I read multiple of those, in mainstream media. Also about blacks having issues. Arguably, I did not seen them in conservative journals.
> Are you going to hold the same standard to them? Were Asians and Latinos represented in 200 year old medical texts?
Yes, if their diseases gets badly diagnosed, it is an issue.
> Ask a doctor what gender goes to them more for gender neutral health care like "flu-like symptoms".
That has about zero to do with who is in the studies. Plus, women in fact do have more problem to have their issues taken seriously.
> Now you provide evidence that AI models discriminate against Women instead of DDoSing
Literally here: https://www.science.org/content/article/ai-models-miss-disea...
Okay, frankly, the fuck are you on about?
I specifically mentioned both minorities and women in my original post, you're the one who specified men vs women. At this point, it seems you're the one who has some political if not potentially misogynist agenda.
It is very true that a lot of medical knowledge is gained empirically, and there is also an additional aspect to it. The history of Medical research is generally studied on the demographics where such testing is cultural acceptable, and where the gains of such research has been mostly sought, which is young men drafted into wars. The second common demographic are medical students, which historically was biased towards men but are today biased towards women.
So while access to medicine indeed one demographic, I would say that studies are more likely to target demographics which are convenient to test on.
> The history of Medical research is generally studied on the demographics where such testing is cultural acceptable, and where the gains of such research has been mostly sought, which is young men drafted into wars.

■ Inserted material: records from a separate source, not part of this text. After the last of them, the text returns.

// Per-device readings and the startup inventory

use serde::{Deserialize, Serialize};

/// Utilization percentages (0-100) reported by one device.
#[derive(Debug, Clone, Copy, Default, PartialEq, Eq, Serialize, Deserialize)]
#[serde(rename_all = "camelCase")]
pub struct Utilization {
    pub gpu: u32,
    pub decoder: u32,
    pub encoder: u32,
}

/// Point-in-time status of a single device.
#[derive(Debug, Clone, Copy, Default, PartialEq, Eq, Serialize, Deserialize)]
#[serde(rename_all = "camelCase")]
pub struct DeviceStatus {
    /// Watts.
    pub power: u32,
    /// Degrees Celsius.
    pub temperature: u32,
    pub utilization: Utilization,
    /// MiB.
    pub memory_used: u64,
}

/// Static facts gathered once at startup. `device_count` is never zero.
#[derive(Debug, Clone, PartialEq, Eq, Serialize, Deserialize)]
#[serde(rename_all = "camelCase")]
pub struct DeviceInventory {
    pub device_count: u32,
    /// Sum of every device's memory capacity, MiB.
    pub total_capacity: u64,
    pub device_names: Vec<String>,
}
// Error display tests: each cause appears once in the reported chain

use gpugauge::error::{GaugeError, WidgetError};
use gpugauge::telemetry::TelemetryError;

fn chain(err: GaugeError) -> String {
    format!("{:#}", anyhow::Error::from(err))
}

#[test]
fn device_read_chain_names_cause_once() {
    let err = GaugeError::DeviceRead {
        index: 1,
        source: TelemetryError::Unavailable("fell off the bus".into()),
    };
    assert_eq!(err.to_string(), "reading status of device 1 failed");
    let report = chain(err);
    assert_eq!(report.matches("fell off the bus").count(), 1);
}

#[test]
fn widget_write_chain_names_cause_once() {
    let err = GaugeError::WidgetWrite {
        label: "GPU Usage".into(),
        source: WidgetError::PercentOutOfRange(150),
    };
    let report = chain(err);
    assert!(report.starts_with("widget 'GPU Usage' rejected a value"));
    assert_eq!(report.matches("percent 150").count(), 1);
}

#[test]
fn provider_init_and_terminal_chains_name_cause_once() {
    let report = chain(GaugeError::ProviderInit(TelemetryError::ShutDown));
    assert_eq!(report.matches("already shut down").count(), 1);

    let io = std::io::Error::other("tty gone");
    let report = chain(GaugeError::Terminal(io));
    assert_eq!(report.matches("tty gone").count(), 1);
}
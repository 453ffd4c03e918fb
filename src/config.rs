use crate::presenter::Metric;
use anyhow::Context;
use serde::Deserialize;
use std::path::Path;

/// Environment variable naming the config file.
pub const CONFIG_ENV: &str = "GPUGAUGE_CONFIG";
/// Looked up in the working directory when `GPUGAUGE_CONFIG` is unset.
pub const DEFAULT_CONFIG_PATH: &str = "gpugauge.toml";

#[derive(Debug, Clone, Default, Deserialize)]
pub struct AppConfig {
    #[serde(default)]
    pub sampling: SamplingConfig,
    #[serde(default)]
    pub display: DisplayConfig,
    #[serde(default)]
    pub logging: LoggingConfig,
    /// Empty means the built-in layout.
    #[serde(default)]
    pub gauges: Vec<GaugeConfig>,
}

#[derive(Debug, Clone, Deserialize)]
pub struct SamplingConfig {
    #[serde(default = "default_period_ms")]
    pub interval_ms: u64,
}

impl Default for SamplingConfig {
    fn default() -> Self {
        Self {
            interval_ms: default_period_ms(),
        }
    }
}

#[derive(Debug, Clone, Copy, Default, PartialEq, Eq, Deserialize)]
#[serde(rename_all = "lowercase")]
pub enum DisplayMode {
    #[default]
    Tui,
    Headless,
}

#[derive(Debug, Clone, Copy, Default, PartialEq, Eq, Deserialize)]
#[serde(rename_all = "lowercase")]
pub enum HeadlessFormat {
    #[default]
    Text,
    Json,
}

#[derive(Debug, Clone, Deserialize)]
pub struct DisplayConfig {
    #[serde(default)]
    pub mode: DisplayMode,
    /// Terminal redraw cadence, or print cadence in headless mode.
    #[serde(default = "default_period_ms")]
    pub redraw_ms: u64,
    #[serde(default)]
    pub headless_format: HeadlessFormat,
}

impl Default for DisplayConfig {
    fn default() -> Self {
        Self {
            mode: DisplayMode::default(),
            redraw_ms: default_period_ms(),
            headless_format: HeadlessFormat::default(),
        }
    }
}

#[derive(Debug, Clone, Deserialize)]
pub struct LoggingConfig {
    /// Default filter when RUST_LOG is unset.
    #[serde(default = "default_log_level")]
    pub level: String,
    /// Log file. Without one, the terminal UI runs with logging off.
    #[serde(default)]
    pub file: Option<String>,
}

impl Default for LoggingConfig {
    fn default() -> Self {
        Self {
            level: default_log_level(),
            file: None,
        }
    }
}

#[derive(Debug, Clone, Copy, Default, PartialEq, Eq, Deserialize)]
#[serde(rename_all = "lowercase")]
pub enum PlayModeKind {
    #[default]
    Percent,
    Absolute,
}

#[derive(Debug, Clone, Deserialize)]
pub struct GaugeConfig {
    pub metric: Metric,
    #[serde(default)]
    pub label: Option<String>,
    #[serde(default)]
    pub mode: PlayModeKind,
    /// Absolute mode only. `memory_used` falls back to the total VRAM.
    #[serde(default)]
    pub max: Option<u64>,
    #[serde(default = "default_period_ms")]
    pub refresh_ms: u64,
    #[serde(default = "default_height")]
    pub height: u16,
    #[serde(default = "default_fill_color")]
    pub fill_color: String,
    #[serde(default = "default_filled_text_color")]
    pub filled_text_color: String,
    #[serde(default = "default_empty_text_color")]
    pub empty_text_color: String,
}

impl GaugeConfig {
    /// Gauge with the stock colours and a one second refresh.
    pub fn new(metric: Metric, mode: PlayModeKind) -> Self {
        Self {
            metric,
            label: None,
            mode,
            max: None,
            refresh_ms: default_period_ms(),
            height: default_height(),
            fill_color: default_fill_color(),
            filled_text_color: default_filled_text_color(),
            empty_text_color: default_empty_text_color(),
        }
    }
}

fn default_period_ms() -> u64 {
    1000
}

fn default_log_level() -> String {
    "info".into()
}

fn default_height() -> u16 {
    3
}

fn default_fill_color() -> String {
    "red".into()
}

fn default_filled_text_color() -> String {
    "black".into()
}

fn default_empty_text_color() -> String {
    "yellow".into()
}

impl AppConfig {
    /// `GPUGAUGE_CONFIG` if set (must exist), else `gpugauge.toml` if present,
    /// else defaults.
    pub fn load() -> anyhow::Result<Self> {
        match std::env::var(CONFIG_ENV) {
            Ok(path) => Self::load_from_path(path),
            Err(_) if Path::new(DEFAULT_CONFIG_PATH).exists() => {
                Self::load_from_path(DEFAULT_CONFIG_PATH)
            }
            Err(_) => {
                let config = Self::default();
                config.validate()?;
                Ok(config)
            }
        }
    }

    pub fn load_from_path(path: impl AsRef<Path>) -> anyhow::Result<Self> {
        let path = path.as_ref();
        let s = std::fs::read_to_string(path)
            .with_context(|| format!("reading config file {}", path.display()))?;
        Self::load_from_str(&s)
    }

    /// Parse and validate config from a string (e.g. for tests).
    pub fn load_from_str(s: &str) -> anyhow::Result<Self> {
        let config: AppConfig = toml::from_str(s)?;
        config.validate()?;
        Ok(config)
    }

    fn validate(&self) -> anyhow::Result<()> {
        anyhow::ensure!(
            self.sampling.interval_ms > 0,
            "sampling.interval_ms must be > 0, got {}",
            self.sampling.interval_ms
        );
        anyhow::ensure!(
            self.display.redraw_ms > 0,
            "display.redraw_ms must be > 0, got {}",
            self.display.redraw_ms
        );
        anyhow::ensure!(
            !self.logging.level.trim().is_empty(),
            "logging.level must be non-empty"
        );
        for (i, gauge) in self.gauges.iter().enumerate() {
            anyhow::ensure!(
                gauge.refresh_ms > 0,
                "gauges[{i}].refresh_ms must be > 0, got {}",
                gauge.refresh_ms
            );
            anyhow::ensure!(
                gauge.height > 0,
                "gauges[{i}].height must be > 0, got {}",
                gauge.height
            );
            match gauge.mode {
                PlayModeKind::Percent => anyhow::ensure!(
                    gauge.max.is_none(),
                    "gauges[{i}].max only applies to absolute mode"
                ),
                PlayModeKind::Absolute => anyhow::ensure!(
                    gauge.max != Some(0),
                    "gauges[{i}].max must be > 0"
                ),
            }
        }
        Ok(())
    }
}
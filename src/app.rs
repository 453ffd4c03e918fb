// One run: discover devices, build the layout, spawn every loop under the
// coordinator and wait for them to stop.

use crate::config::{AppConfig, DisplayMode};
use crate::error::GaugeError;
use crate::headless::{self, HeadlessConfig};
use crate::layout;
use crate::lifecycle::Coordinator;
use crate::presenter;
use crate::sampler::{self, SamplerConfig, SamplerDeps};
use crate::store;
use crate::telemetry::{self, TelemetryProvider};
use crate::ui::{self, Dashboard};
use std::io::Write;
use std::sync::Arc;
use std::time::Duration;

pub async fn run(
    config: &AppConfig,
    provider: Arc<dyn TelemetryProvider>,
    coordinator: Arc<Coordinator>,
) -> Result<(), GaugeError> {
    run_with_output(config, provider, coordinator, std::io::stdout()).await
}

/// Like [`run`], with headless reports written to `out`.
pub async fn run_with_output<W>(
    config: &AppConfig,
    provider: Arc<dyn TelemetryProvider>,
    coordinator: Arc<Coordinator>,
    out: W,
) -> Result<(), GaugeError>
where
    W: Write + Send + 'static,
{
    let inventory = telemetry::discover(provider.as_ref())?;
    let (writer, reader) = store::snapshot_store();
    let cancel = coordinator.token();
    let sampler_deps = SamplerDeps {
        provider,
        device_count: inventory.device_count,
        writer,
        cancel: cancel.clone(),
    };
    let sampler_config = SamplerConfig {
        sample_interval_ms: config.sampling.interval_ms,
    };
    let redraw = Duration::from_millis(config.display.redraw_ms);

    let mut tasks = Vec::new();
    match config.display.mode {
        DisplayMode::Tui => {
            let gauge_configs = if config.gauges.is_empty() {
                layout::default_gauges()
            } else {
                config.gauges.clone()
            };
            let layout = layout::build(&gauge_configs, &inventory)?;
            let dashboard = Dashboard {
                host: telemetry::host_info(),
                inventory,
                gauges: layout.gauges,
            };

            tasks.push(sampler::spawn(sampler_deps, sampler_config));
            for binding in layout.bindings {
                tasks.push(presenter::spawn(binding, reader.clone(), cancel.clone()));
            }
            tasks.push(tokio::spawn(ui::run(dashboard, coordinator.clone(), redraw)));
        }
        DisplayMode::Headless => {
            let headless_config = HeadlessConfig {
                format: config.display.headless_format,
                period: redraw,
                total_capacity: inventory.total_capacity,
            };
            tasks.push(sampler::spawn(sampler_deps, sampler_config));
            tasks.push(headless::spawn(reader, headless_config, cancel.clone(), out));
        }
    }

    tracing::info!(tasks = tasks.len(), mode = ?config.display.mode, "running");
    let signals = coordinator.spawn_signal_listener();
    let result = coordinator.supervise(tasks).await;
    signals.abort();
    result
}
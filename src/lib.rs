pub mod core;
pub mod scheduler;
pub mod sim;

pub use crate::core::{MlqCore, PriorityClass, ProcessQueue, QueueLevel, TraceEvent};
pub use scheduler::{Discipline, RrScheduler};
pub use sim::{ProcessSpec, Sim, SimReport, Workload};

Though in this study, the AI models were also biased against people under the age of 40.
It is interesting that we're also seeing a lot of bias in the reporting and discussion of these results. The results tested three groups for bias, and found a bias in all three. Yet the headline only mentions the bias against two of the groups, and almost the entirety of the discussion here only talks about bias against two of the groups while ignoring the third group.
If I test a system for bias, select three different groups to test for, and all three have a bias against them, my first reaction would be "there's a good chance that it's also biased against many other groups, I should test for those as well." It wouldn't be to pretend that there's only bias against the only three groups I actually bothered checking for. It definitely wouldn't be two ignore one of those groups, and pretend that there's only a bias against the other two.
I think we're really talking about different aspects of the same issue. Everything you've described basically agrees with "those who have more access to medicine" because those are also the ones inherently more convenient to test/observe.
Like how the ones with the most access to medicine are mice, because they're convenient to experiment on.
And this is absolutely something one needs to consider when reading medical studies -- if they only use animal (usually mice) models, there's a decent chance the conclusions are not directly transferable to humans.